Friday, March 6, 2009

FaNtAsTiC Friday :P

I love Friday's, I just wish they were mandatory...get out of work early days especially when the day is as beautiful as today is! I feel so good today, I had the funniest girls night with Jackie! I love feeling good and positive and happy because it radiates to other people and it just spreads like wild fire :P
I hope if you are a fortunate enough soul to be at home today and not working you will get out and take advantage of this gorgeous weather! Get it!!

Thursday, March 5, 2009

To Tattoo or Not To?

Tattoo's seem to be you love em or you hate em. To me I feel they are nice when placed in a discreet location and they are symbolic of something to you. I have one tattoo, a butterfly because that is the meaning of my name. I have recently for the past few months played with the idea of getting another one, but I have no idea where to put it? I want it in a discreet location but also tasteful. So far I have few one's I like...

I would like this one if it was lighter, and she was looking out smiling and maybe sitting from a side angle.

I don't like the location of this one but I like the tattoo, but I would prefer her looking at you and smiling.
I love this one, to me it symbolizes moving on and being at peace and still having your heart in tact.

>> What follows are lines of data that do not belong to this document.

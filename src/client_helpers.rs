// Copyright (c) 2019-2021 Dropbox, Inc.

//! Request preparation and response decoding for transports driven by a
//! [`TransportDefaultConfig`].
//!
//! These are the two places where API objects cross the network boundary: arguments are
//! serialized into the request, and the response (or the error inside it) is deserialized into
//! the route's result or error type.

use std::borrow::Cow;
use std::error::Error as StdError;
use std::fmt::Write;
use bytes::Bytes;
use serde::Deserialize;
use serde::de::DeserializeOwned;
use crate::Error;
use crate::client_trait_common::{Endpoint, HttpRequest, ParamsType, Style};
use crate::config::TransportDefaultConfig;

/// When Dropbox returns an error with HTTP 409 or 429, it uses an implicit JSON object with the
/// following structure, which contains the actual error as a field.
#[derive(Debug, Deserialize)]
pub(crate) struct TopLevelError<T> {
    pub error: T,

    // It also has these fields, which we don't expose anywhere:
    //pub error_summary: String,
    //pub user_message: Option<String>,
}

/// The error body of a rate-limited response. The reason is a union, of which only the tag is
/// kept.
#[derive(Debug, Deserialize)]
struct RateLimitedError {
    pub reason: RateLimitReason,

    #[serde(default)] // too_many_write_operations errors don't include this field; default to 0.
    pub retry_after: u32,
}

#[derive(Debug, Deserialize)]
struct RateLimitReason {
    #[serde(rename = ".tag")]
    tag: String,
}

/// The full URL for an API function on the configured hosts.
pub fn route_url(config: &TransportDefaultConfig, endpoint: Endpoint, function: &str) -> String {
    endpoint.url(config.hostname_config()) + function
}

/// Set up a request with the headers from the configuration, authorization, and the serialized
/// arguments.
///
/// With no `token`, app authorization (from the configured app key and secret) is used if
/// available. Headers set here for this particular request win over configured headers with the
/// same name, which are left out.
///
/// # Panics
///
/// If a non-empty `body` is given for a [`Style::Download`] request.
pub fn prepare_request<R: HttpRequest>(
    mut req: R,
    config: &TransportDefaultConfig,
    style: Style,
    params: String,
    params_type: ParamsType,
    body: Bytes,
    token: Option<&str>,
) -> R {
    let mut own_headers: Vec<(&'static str, Cow<'static, str>)> = vec![];

    if let Some(token) = token {
        own_headers.push(("Authorization", Cow::Owned(format!("Bearer {token}"))));
    } else if let Some(app_auth) = config.app_auth_header() {
        own_headers.push(("Authorization", Cow::Owned(app_auth)));
    }

    let mut req_body = None;
    match style {
        Style::Rpc => {
            // Send params in the body.
            if !params.is_empty() {
                own_headers.push(("Content-Type", Cow::Borrowed(params_type.content_type())));
                req_body = Some(Bytes::from(params));
            }
        }
        Style::Upload => {
            // Send params in a header.
            if !params.is_empty() {
                own_headers.push(
                    ("Dropbox-API-Arg", Cow::Owned(json_escape_header(&params).into_owned())));
            }
            own_headers.push(("Content-Type", Cow::Borrowed("application/octet-stream")));
            req_body = Some(body);
        }
        Style::Download => {
            // Send params in a header.
            if !params.is_empty() {
                own_headers.push(
                    ("Dropbox-API-Arg", Cow::Owned(json_escape_header(&params).into_owned())));
            }
            assert!(body.is_empty(), "body can only be set for Style::Upload request");
        }
    }

    for (name, value) in config.request_headers() {
        if own_headers.iter().any(|(own, _)| own.eq_ignore_ascii_case(&name)) {
            warn!("configured header {name:?} is overridden by this request");
            continue;
        }
        req = req.set_header(&name, &value);
    }
    for (name, value) in &own_headers {
        req = req.set_header(name, value);
    }
    if let Some(body) = req_body {
        req = req.set_body(body);
    }

    req
}

/// Deserialize a response body. A body that isn't JSON is [`Error::Json`]; JSON of the wrong
/// shape for `T` is [`Error::UnexpectedResponse`].
fn decode_body<T: DeserializeOwned>(response: &str) -> crate::Result<T> {
    serde_json::from_str(response).map_err(|e| {
        error!("Failed to deserialize JSON from response: {e}");
        if e.is_data() {
            Error::UnexpectedResponse(format!("{e}: {response}"))
        } else {
            Error::Json(e)
        }
    })
}

/// Decode a response body into a two-level result. The outer result has an error if something
/// went wrong beyond the route's own error type (malformed JSON, server 500 errors, etc). The
/// inner result has the route's error if the server returned one (HTTP 409), otherwise the
/// deserialized response.
pub fn parse_response<T, E>(status: u16, response: &str) -> crate::Result<Result<T, E>>
where
    T: DeserializeOwned,
    E: DeserializeOwned + StdError,
{
    if (200..300).contains(&status) {
        return decode_body(response).map(Ok);
    }

    error!("HTTP {status}");
    match status {
        400 => Err(Error::BadRequest(response.to_owned())),
        409 => {
            // Response should be JSON-deserializable into the strongly-typed error specified by
            // type parameter E.
            let deserialized = decode_body::<TopLevelError<E>>(response)?;
            error!("API error: {}", deserialized.error);
            Ok(Err(deserialized.error))
        }
        429 => {
            let deserialized = decode_body::<TopLevelError<RateLimitedError>>(response)?;
            let e = Error::RateLimited {
                reason: deserialized.error.reason.tag,
                retry_after_seconds: deserialized.error.retry_after,
            };
            error!("{e}");
            Err(e)
        }
        500..=599 => Err(Error::ServerError(response.to_owned())),
        _ => Err(Error::UnexpectedHttpError {
            code: status,
            response: response.to_owned(),
        }),
    }
}

/// Like [`parse_response`], but with the route error folded into [`Error::Api`].
pub fn parse_response_flat<T, E>(status: u16, response: &str) -> Result<T, Error<E>>
where
    T: DeserializeOwned,
    E: DeserializeOwned + StdError,
{
    match parse_response(status, response) {
        Ok(Ok(value)) => Ok(value),
        Ok(Err(api_error)) => Err(Error::Api(api_error)),
        Err(e) => Err(e.typed()),
    }
}

/// Replaces any non-ASCII characters (and 0x7f) with JSON-style '\uXXXX' sequence. Otherwise,
/// returns it unmodified without any additional allocation or copying.
pub(crate) fn json_escape_header(s: &str) -> Cow<'_, str> {
    // The HTTP spec requires escaping ASCII DEL (0x7F), so we can't use the quicker bit pattern
    // check done in str::is_ascii() to skip this for the common case of all ASCII.

    let mut out = Cow::Borrowed(s);
    for (i, c) in s.char_indices() {
        if !c.is_ascii() || c == '\x7f' {
            let mstr = match out {
                Cow::Borrowed(_) => {
                    // If we're still borrowed, we must have had ascii up until this point.
                    // Clone the string up until here, and from now on we'll be pushing chars to it.
                    out = Cow::Owned(s[0..i].to_owned());
                    out.to_mut()
                }
                Cow::Owned(ref mut m) => m,
            };
            // Characters outside the BMP are written as a UTF-16 surrogate pair.
            let mut units = [0u16; 2];
            for unit in c.encode_utf16(&mut units) {
                // Writing to a String can't fail.
                let _ = write!(mstr, "\\u{:04x}", unit);
            }
        } else if let Cow::Owned(ref mut o) = out {
            o.push(c);
        }
    }
    out
}

#[cfg(test)]
mod test {
    use super::*;

    #[test]
    fn test_json_escape() {
        assert_eq!(Cow::Borrowed("foobar"), json_escape_header("foobar"));
        assert_eq!(
            Cow::<'_, str>::Owned("tro\\u0161kovi".to_owned()),
            json_escape_header("troškovi"));
        assert_eq!(
            Cow::<'_, str>::Owned(
                r#"{"field": "some_\u00fc\u00f1\u00eec\u00f8d\u00e9_and_\u007f"}"#.to_owned()),
            json_escape_header("{\"field\": \"some_üñîcødé_and_\x7f\"}"));
        assert_eq!(
            Cow::<'_, str>::Owned("almost,\\u007f but not quite".to_owned()),
            json_escape_header("almost,\x7f but not quite"));
    }

    #[test]
    fn test_json_escape_astral() {
        // U+1F600 is outside the Basic Multilingual Plane.
        assert_eq!("smile \\ud83d\\ude00", json_escape_header("smile \u{1F600}"));
    }

    #[test]
    fn test_route_url_uses_configured_hosts() {
        let config = TransportDefaultConfig::builder("key")
            .hostname_config(crate::HostnameConfig::new(
                "meta.test", "api.test", "content.test", "notify.test"))
            .build()
            .unwrap();
        assert_eq!("https://api.test/2/files/paper/create",
            route_url(&config, Endpoint::Api, "files/paper/create"));
        assert_eq!("https://content.test/2/files/download",
            route_url(&config, Endpoint::Content, "files/download"));
        assert_eq!("https://notify.test/2/files/list_folder/longpoll",
            route_url(&config, Endpoint::Notify, "files/list_folder/longpoll"));
        assert_eq!("https://api.test/oauth2/token",
            route_url(&config, Endpoint::OAuth2, "oauth2/token"));
    }
}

I don't think people should be judged for tattoos, it's definitely a personal opionion and everyone has their reasons and maybe we might regret them down the line when we are old and wrinkly but then again we will be old and wrinkly so it wants to look at you anyway?

Wednesday, March 4, 2009

Moving On




People say I am crazy to want to talk to you or even be your friend. I am beginning to think they are right. Why is it when you treat people right and you are a truly good hearted person, you tend to forget the hurt and pain people have inflicted on you? I guess I brushed away the pain and started to blame myself...but today I remembered those moments. The moments I sat in my room alone and cried myself to sleep, the moments when I didn't feel myself anywhere I went...just empty, the moments I looked you in the face with tears streaming down my face, and then the moments when you just looked away. You tried to have a pity party and you wanted me there...how dare you. To deny your irresponsible actions and try to blame me is about as low as a person could go. Everyone sees it but the two of you, but I can already tell the guilt of what you have done is starting to creep its way in. I know in my heart one day you'll realize she isn't even a quarter of the woman I am...and the regret will come rushing in like the flood gates to the hoover dam breaking...but I won't be here for you. When I needed you the most you let me down...the one person who should have never let me down and you did. I know I deserve so much better and I will find someone that will treat me how you should have. So I am putting you in a box and locking it to keep you away from me and my heart.